**WHAT IS BEING ASKED**: In the entries that follow, how many lines hold "push"? Nothing but the number is expected.

**SOURCE DATA**:
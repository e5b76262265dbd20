//! Vector search collection, its security policies and the vector index.
//!
//! Policy names carry a creation timestamp, so they are never looked up by
//! name. Each kind is reconciled by listing the policies that cover the
//! collection:
//!
//! - a policy with an equal document is reused
//! - otherwise the first covering policy is updated with its version token
//! - with no covering policy a new one is created
//!
//! A `Conflict` on update or create means someone else changed the set in
//! between; the listing is repeated a bounded number of times.

use std::sync::Arc;

use serde_json::{json, Value};
use tracing::{debug, info, warn};

use super::Deletion;
use crate::context::DeploymentContext;
use crate::error::{ApiError, ApiResultExt, ProvisionError};
use crate::policy::{self, documents_equal, CollectionPolicy, CollectionPolicyKind};
use crate::provider::{CollectionInfo, FieldMapping, SearchApi, SearchPolicy};
use crate::wait::{
    await_consistency, wait_for_status, wait_until_deleted, StatusProbe, StatusTarget, DELETING,
    FAILED_STATUSES,
};

const RECONCILE_ATTEMPTS: usize = 3;

#[derive(Clone)]
pub struct SearchAdapter {
    ctx: Arc<DeploymentContext>,
    api: Arc<dyn SearchApi>,
}

/// Mapping of a knn vector index with an hnsw/faiss graph on l2 distance.
pub fn index_body(dimension: u32, fields: &FieldMapping) -> Value {
    json!({
        "settings": {
            "index": {
                "knn": true,
                "knn.algo_param.ef_search": 512
            }
        },
        "mappings": {
            "properties": {
                fields.vector.as_str(): {
                    "type": "knn_vector",
                    "dimension": dimension,
                    "method": {
                        "name": "hnsw",
                        "engine": "faiss",
                        "parameters": { "ef_construction": 512, "m": 16 },
                        "space_type": "l2"
                    }
                },
                fields.text.as_str(): { "type": "text" },
                fields.metadata.as_str(): { "type": "text", "index": false }
            }
        }
    })
}

fn policy_name(kind: CollectionPolicyKind) -> String {
    format!(
        "{}-{}",
        kind.name_prefix(),
        chrono::Utc::now().format("%Y%m%d%H%M%S")
    )
}

impl SearchAdapter {
    pub fn new(ctx: Arc<DeploymentContext>, api: Arc<dyn SearchApi>) -> Self {
        Self { ctx, api }
    }

    /// Reconcile one policy kind for a collection.
    pub async fn ensure_policy(
        &self,
        collection: &str,
        desired: &CollectionPolicy,
    ) -> Result<SearchPolicy, ProvisionError> {
        let kind = desired.kind;
        let document = desired.to_json()?;
        let resource = format!("collection/{}", collection);
        let mut last_conflict: Option<ApiError> = None;

        for attempt in 0..RECONCILE_ATTEMPTS {
            let covering = self.api.list_policies(kind, &resource).await?;

            if let Some(same) = covering
                .iter()
                .find(|p| documents_equal(&p.document, &document))
            {
                debug!(kind = %kind, policy = %same.name, "Collection policy up to date");
                return Ok(same.clone());
            }

            let result = match covering.first() {
                Some(stale) => {
                    info!(kind = %kind, policy = %stale.name, "Updating collection policy");
                    self.api
                        .update_policy(kind, &stale.name, &stale.version, &document)
                        .await
                }
                None => {
                    let name = policy_name(kind);
                    info!(kind = %kind, policy = %name, "Creating collection policy");
                    self.api
                        .create_policy(
                            kind,
                            &name,
                            &document,
                            &format!("{} policy for {}", kind, collection),
                        )
                        .await
                }
            };

            match result {
                Ok(policy) => return Ok(policy),
                Err(e) if e.is_conflict() || e.is_already_exists() => {
                    warn!(kind = %kind, attempt, "Collection policy changed concurrently: {}", e);
                    last_conflict = Some(e);
                }
                Err(e) => return Err(e.into()),
            }
        }

        Err(last_conflict
            .map(ProvisionError::from)
            .unwrap_or_else(|| {
                ProvisionError::Precondition(format!("could not reconcile {} policy", kind))
            }))
    }

    /// Encryption, network and data-access policies for the collection.
    ///
    /// `principals` are the ARNs granted data access.
    pub async fn ensure_collection_policies(
        &self,
        collection: &str,
        principals: &[String],
    ) -> Result<(), ProvisionError> {
        self.ensure_policy(collection, &policy::encryption_policy(collection)?)
            .await?;
        self.ensure_policy(collection, &policy::network_policy(collection, true)?)
            .await?;
        self.ensure_policy(collection, &policy::data_access_policy(collection, principals)?)
            .await?;
        Ok(())
    }

    pub async fn get_collection(
        &self,
        name: &str,
    ) -> Result<Option<CollectionInfo>, ProvisionError> {
        Ok(self.api.get_collection(name).await.optional()?)
    }

    /// Create the collection if needed and wait until it is `ACTIVE` with an
    /// endpoint.
    pub async fn ensure_collection(&self, name: &str) -> Result<CollectionInfo, ProvisionError> {
        if self.get_collection(name).await?.is_none() {
            match self
                .api
                .create_collection(name, "Vector store for the agent knowledge base")
                .await
            {
                Ok(c) => info!(collection = name, id = %c.id, "Created collection"),
                Err(e) if e.is_conflict() || e.is_already_exists() => {
                    debug!(collection = name, "Collection appeared concurrently")
                }
                Err(e) => return Err(e.into()),
            }
        } else {
            debug!(collection = name, "Collection exists");
        }

        let api = &self.api;
        wait_for_status(
            StatusTarget {
                resource: "collection",
                id: name,
                target: "ACTIVE",
                failed: FAILED_STATUSES,
            },
            &self.ctx.polling().collection,
            move || async move {
                let c = api.get_collection(name).await?;
                Ok::<_, ApiError>(StatusProbe::new(c.status))
            },
        )
        .await?;

        let collection = self.get_collection(name).await?.ok_or_else(|| {
            ProvisionError::Precondition(format!("collection {} vanished after creation", name))
        })?;
        match collection.endpoint.as_deref() {
            Some(e) if !e.is_empty() => Ok(collection),
            _ => Err(ProvisionError::Precondition(format!(
                "collection {} has no endpoint",
                name
            ))),
        }
    }

    /// Create the vector index if absent and wait until it is visible.
    pub async fn ensure_index(
        &self,
        endpoint: &str,
        index: &str,
        dimension: u32,
        fields: &FieldMapping,
    ) -> Result<(), ProvisionError> {
        if self.api.index_exists(endpoint, index).await? {
            debug!(index, "Vector index exists");
            return Ok(());
        }
        match self
            .api
            .create_index(endpoint, index, &index_body(dimension, fields))
            .await
        {
            Ok(()) => info!(index, dimension, "Created vector index"),
            Err(e) if e.is_already_exists() => debug!(index, "Vector index appeared concurrently"),
            Err(e) => return Err(e.into()),
        }

        let api = &self.api;
        await_consistency(
            &format!("index {}", index),
            &self.ctx.polling().consistency,
            move || async move {
                Ok::<_, ApiError>(api.index_exists(endpoint, index).await?.then_some(()))
            },
        )
        .await
    }

    /// Delete the collection and wait until it is gone, so the policies
    /// covering it can be removed. A collection already `DELETING` is only
    /// waited on.
    pub async fn delete_collection(&self, name: &str) -> Result<Deletion, ProvisionError> {
        let Some(collection) = self.get_collection(name).await? else {
            return Ok(Deletion::NotFound);
        };
        let outcome = if collection.status == DELETING {
            debug!(collection = name, "Collection deletion already in progress");
            Deletion::NotFound
        } else {
            Deletion::from_result(self.api.delete_collection(&collection.id).await)?
        };

        let api = &self.api;
        let polling = &self.ctx.polling().collection;
        wait_until_deleted("collection", name, polling, move || async move {
            Ok::<_, ApiError>(api.get_collection(name).await.optional()?.is_some())
        })
        .await?;
        if outcome.is_deleted() {
            info!(collection = name, id = %collection.id, "Deleted collection");
        }
        Ok(outcome)
    }

    /// Delete every policy of every kind covering the collection; returns
    /// the names of the deleted policies.
    pub async fn delete_policies(&self, collection: &str) -> Result<Vec<String>, ProvisionError> {
        let resource = format!("collection/{}", collection);
        let mut deleted = Vec::new();
        for kind in CollectionPolicyKind::ALL {
            for policy in self.api.list_policies(kind, &resource).await? {
                let removed = self.api.delete_policy(kind, &policy.name).await;
                let outcome = Deletion::from_result(removed)?;
                if outcome.is_deleted() {
                    info!(kind = %kind, policy = %policy.name, "Deleted collection policy");
                    deleted.push(policy.name);
                }
            }
        }
        Ok(deleted)
    }
}

#[cfg(test)]
mod tests {
    use super::*;
    use crate::adapters::testing;
    use crate::provider::MemoryControlPlane;

    fn adapter() -> (Arc<MemoryControlPlane>, SearchAdapter) {
        let (sim, plane) = testing::plane();
        (sim, SearchAdapter::new(testing::context(), plane.search))
    }

    fn principals() -> Vec<String> {
        vec!["arn:aws:iam::123456789012:role/kb".to_string()]
    }

    #[test]
    fn index_body_uses_field_names_and_dimension() {
        let body = index_body(1024, &FieldMapping::default());
        assert_eq!(body["mappings"]["properties"]["vector"]["dimension"], 1024);
        assert_eq!(
            body["mappings"]["properties"]["vector"]["method"]["engine"],
            "faiss"
        );
        assert_eq!(body["mappings"]["properties"]["metadata"]["index"], false);
        assert_eq!(body["settings"]["index"]["knn"], true);
    }

    #[tokio::test]
    async fn policies_are_reused_when_unchanged() {
        let (sim, search) = adapter();
        search
            .ensure_collection_policies("kb-collection", &principals())
            .await
            .unwrap();
        assert_eq!(sim.live_search_policies().len(), 3);

        sim.reset_calls();
        search
            .ensure_collection_policies("kb-collection", &principals())
            .await
            .unwrap();
        assert_eq!(sim.calls("create_search_policy"), 0);
        assert_eq!(sim.calls("update_search_policy"), 0);
    }

    #[tokio::test]
    async fn drifted_policy_is_updated_in_place() {
        let (sim, search) = adapter();
        search
            .ensure_collection_policies("kb-collection", &principals())
            .await
            .unwrap();

        let mut more = principals();
        more.push("arn:aws:iam::123456789012:role/agent".to_string());
        search
            .ensure_collection_policies("kb-collection", &more)
            .await
            .unwrap();

        assert_eq!(sim.calls("update_search_policy"), 1);
        assert_eq!(sim.live_search_policies().len(), 3);
    }

    #[tokio::test]
    async fn conflicting_update_is_retried_then_reported() {
        let (sim, search) = adapter();
        let first = policy::network_policy("kb-collection", true).unwrap();
        search.ensure_policy("kb-collection", &first).await.unwrap();

        sim.fail_on(
            "update_search_policy",
            ApiError::conflict("update_search_policy", "version mismatch"),
        );
        let second = policy::network_policy("kb-collection", false).unwrap();
        let err = search.ensure_policy("kb-collection", &second).await.unwrap_err();
        assert!(matches!(err, ProvisionError::Api(ref e) if e.is_conflict()));
        assert_eq!(sim.calls("update_search_policy"), RECONCILE_ATTEMPTS as u32);
    }

    #[tokio::test]
    async fn collection_index_and_teardown() {
        let (sim, search) = adapter();
        search
            .ensure_collection_policies("kb-collection", &principals())
            .await
            .unwrap();
        let collection = search.ensure_collection("kb-collection").await.unwrap();
        assert_eq!(collection.status, "ACTIVE");
        let endpoint = collection.endpoint.unwrap();

        let fields = FieldMapping::default();
        search.ensure_index(&endpoint, "kb-index", 1536, &fields).await.unwrap();
        search.ensure_index(&endpoint, "kb-index", 1536, &fields).await.unwrap();
        assert_eq!(sim.calls("create_index"), 1);

        sim.reset_calls();
        search.ensure_collection("kb-collection").await.unwrap();
        assert_eq!(sim.calls("create_collection"), 0);

        assert_eq!(search.delete_collection("kb-collection").await.unwrap(), Deletion::Deleted);
        assert_eq!(search.delete_collection("kb-collection").await.unwrap(), Deletion::NotFound);
        assert_eq!(search.delete_policies("kb-collection").await.unwrap().len(), 3);
        assert!(search.delete_policies("kb-collection").await.unwrap().is_empty());
        assert!(sim.live_indexes().is_empty());
    }
}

**ANSWER AREA**: 2